Egypt’s parade of pharaonic mummies: A high-cost festival in a poor country

The recent ceremony of the Parade of Royal Mummies in Egypt won the admiration of many. However, it sparked controversy on social media, where others criticised the high cost of the ceremony.

Khaled Al-Anani, Minister of Antiquities, revealed that the establishment of the Museum of Civilisation in Ain Al-Sira and the ceremony and procession of transporting the mummies cost a lot of money, under the direction of the President of the Republic, he said. The minister avoided mentioning a specific amount that was spent on the parade ceremony. He just said: “It cost a lot of money.” He added that the cost of the large museum alone (so far), which will be inaugurated next year, exceeds EGP 15 billion. He said that the Museum of Civilisation would cost EGP 2 billion.

The minister explained that spending on antiquities is unprecedented and from the state budget. The minister stated in a telephone interview that he refused to talk about expenditures while addressing the world. He avoided saying that he had received EGP 20 billion. The minister’s speech came days after the Sohag train accident which killed about 20 Egyptians and injured dozens. The government justified the wear and tear of the railways and the recurring accidents by saying that the cost of developing them is prohibited and not borne by the state budget. Al-Sisi said previously: “The EGP 10 billion that the railway needs if I put it in the bank, it will give me EGP 1 billion annually in interest.”

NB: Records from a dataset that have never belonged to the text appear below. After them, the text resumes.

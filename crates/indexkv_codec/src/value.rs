//! Typed field values and encoding options.

use std::fmt;

/// A field value that can be placed in an index key.
///
/// Records expose their indexed fields as `FieldValue`s. Integers and floats
/// are both numbers: they encode into one order and `20` equals `20.0`.
/// Integers are kept exact rather than passed through a float.
#[derive(Debug, Clone, PartialEq)]
pub enum FieldValue {
    /// UTF-8 text.
    Text(String),
    /// Signed 64-bit integer.
    Integer(i64),
    /// 64-bit float. NaN is rejected at encoding time.
    Float(f64),
    /// Boolean.
    Bool(bool),
}

impl FieldValue {
    /// Returns the name of the value's type.
    #[must_use]
    pub const fn type_name(&self) -> &'static str {
        match self {
            FieldValue::Text(_) => "text",
            FieldValue::Integer(_) => "integer",
            FieldValue::Float(_) => "float",
            FieldValue::Bool(_) => "bool",
        }
    }

    /// Returns the text if this is a text value.
    #[must_use]
    pub fn as_text(&self) -> Option<&str> {
        match self {
            FieldValue::Text(s) => Some(s),
            _ => None,
        }
    }
}

impl fmt::Display for FieldValue {
    fn fmt(&self, f: &mut fmt::Formatter<'_>) -> fmt::Result {
        match self {
            FieldValue::Text(s) => write!(f, "{s:?}"),
            FieldValue::Integer(n) => write!(f, "{n}"),
            FieldValue::Float(x) => write!(f, "{x}"),
            FieldValue::Bool(b) => write!(f, "{b}"),
        }
    }
}

impl From<String> for FieldValue {
    fn from(value: String) -> Self {
        FieldValue::Text(value)
    }
}

impl From<&str> for FieldValue {
    fn from(value: &str) -> Self {
        FieldValue::Text(value.to_string())
    }
}

impl From<&String> for FieldValue {
    fn from(value: &String) -> Self {
        FieldValue::Text(value.clone())
    }
}

impl From<i64> for FieldValue {
    fn from(value: i64) -> Self {
        FieldValue::Integer(value)
    }
}

impl From<i32> for FieldValue {
    fn from(value: i32) -> Self {
        FieldValue::Integer(i64::from(value))
    }
}

impl From<u32> for FieldValue {
    fn from(value: u32) -> Self {
        FieldValue::Integer(i64::from(value))
    }
}

impl From<f64> for FieldValue {
    fn from(value: f64) -> Self {
        FieldValue::Float(value)
    }
}

impl From<bool> for FieldValue {
    fn from(value: bool) -> Self {
        FieldValue::Bool(value)
    }
}

/// How an index orders its keys.
#[derive(Debug, Clone, Copy, PartialEq, Eq, Hash, Default)]
pub enum SortOrder {
    /// Equality lookups only. Strings are stored raw and unpadded.
    Unordered,
    /// Ascending key order.
    #[default]
    Ascending,
    /// Descending key order.
    Descending,
}

impl SortOrder {
    /// Returns true for `Ascending` and `Descending`.
    #[must_use]
    pub const fn is_ordered(self) -> bool {
        !matches!(self, SortOrder::Unordered)
    }

    /// Returns true for `Descending`.
    #[must_use]
    pub const fn is_descending(self) -> bool {
        matches!(self, SortOrder::Descending)
    }
}

impl fmt::Display for SortOrder {
    fn fmt(&self, f: &mut fmt::Formatter<'_>) -> fmt::Result {
        let name = match self {
            SortOrder::Unordered => "unordered",
            SortOrder::Ascending => "ascending",
            SortOrder::Descending => "descending",
        };
        f.write_str(name)
    }
}

/// Parameters that control how a field value becomes key bytes.
#[derive(Debug, Clone, Copy, PartialEq, Eq)]
pub struct EncodeOptions {
    /// Key ordering.
    pub order: SortOrder,
    /// Ordered strings are right-padded to this many characters.
    pub string_pad_length: usize,
    /// Re-encode descending strings through the base32hex alphabet.
    pub base32: bool,
}

impl EncodeOptions {
    /// Default pad length for ordered strings.
    pub const DEFAULT_STRING_PAD_LENGTH: usize = 16;

    /// Creates options for the given order with default padding.
    #[must_use]
    pub const fn new(order: SortOrder) -> Self {
        Self {
            order,
            string_pad_length: Self::DEFAULT_STRING_PAD_LENGTH,
            base32: true,
        }
    }
}

impl Default for EncodeOptions {
    fn default() -> Self {
        Self::new(SortOrder::Ascending)
    }
}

Researcher and journalist Ibrahim Jaafar says: “No one denies you celebrating your civilisation, but this luxury calls for among the Egyptians a parable of my people (the afterlife has priority over the dead).” He adds, “The afterlife’s priority is clear especially when 60 per cent of the Egyptian people live below the poverty line or are vulnerable to that.” He continues, “Why is the abominable extravagance in the face of the wounded and the families of dozens of victims whose blood has not dried up on the tracks of the Sohag train on March 26, 2021, [in contrast to] negligence and lack of the hospital’s capacity?” “Why did you consider these costs so much, to fix railway problems, and why do you prefer depositing money in banks and making use of their profits?”

Many activists remembered Al-Sisi’s famous phrase, in which he told the Egyptians, “We are very, very poor.” They wondered about the reality of that poverty in light of the billions spent on the Pharaonic procession. International reports expected that the Egyptian system would expand domestic and international borrowing, raising the general debt level to reach 116.8 per cent of GDP at the end of the current fiscal year 2020-2021.

The Egyptian journalist residing abroad, Ahmed Badawi, says that there is no doubt that everyone who belongs to a homeland should be proud of his country in such major ceremonies. But he considered at the same time that it was a good party at the wrong time. How can you spend billions on a propaganda party one day when those billions could have saved the lives of Egyptians?

An Egyptian human rights defender points out that for seven miles, equivalent to 11 kilometres, from the drums of the mummies parade from Tahrir Square to the Museum of Civilisation in Fustat (the religious capital of Egypt), restless voices were shouting at the doors of the cells, “Oh, Shawish, help, one is dying.” The Tora Prisons Complex includes seven prisons, and it has the largest gathering of political detainees in Egypt. Among these prisons are the high-security Scorpion Prisons 1 and 2, where people shout for help from solitary confinement as they are medically neglected.

The human rights activist considers it ironic that the world’s eyes follow that scene while ignoring that a few miles away, in 992 Scorpion 1 Prison, direct visits to political detainees have been forbidden since 2016, and medicine has been banned since 2019. Egyptian detainees sleep on the ground because there are no beds, in contrast, there are royal pillows inside coffins of mummies who died thousands of years ago, their lights illuminating the entire capital, carried in gilded carriages, and a procession along the Qasr Al-Nil Bridge. The human rights defender, who refused to reveal his identity, demands that the bones of the living of the detainees and the poor be honoured and saved, just as the Egyptian regime honoured the bones of the dead.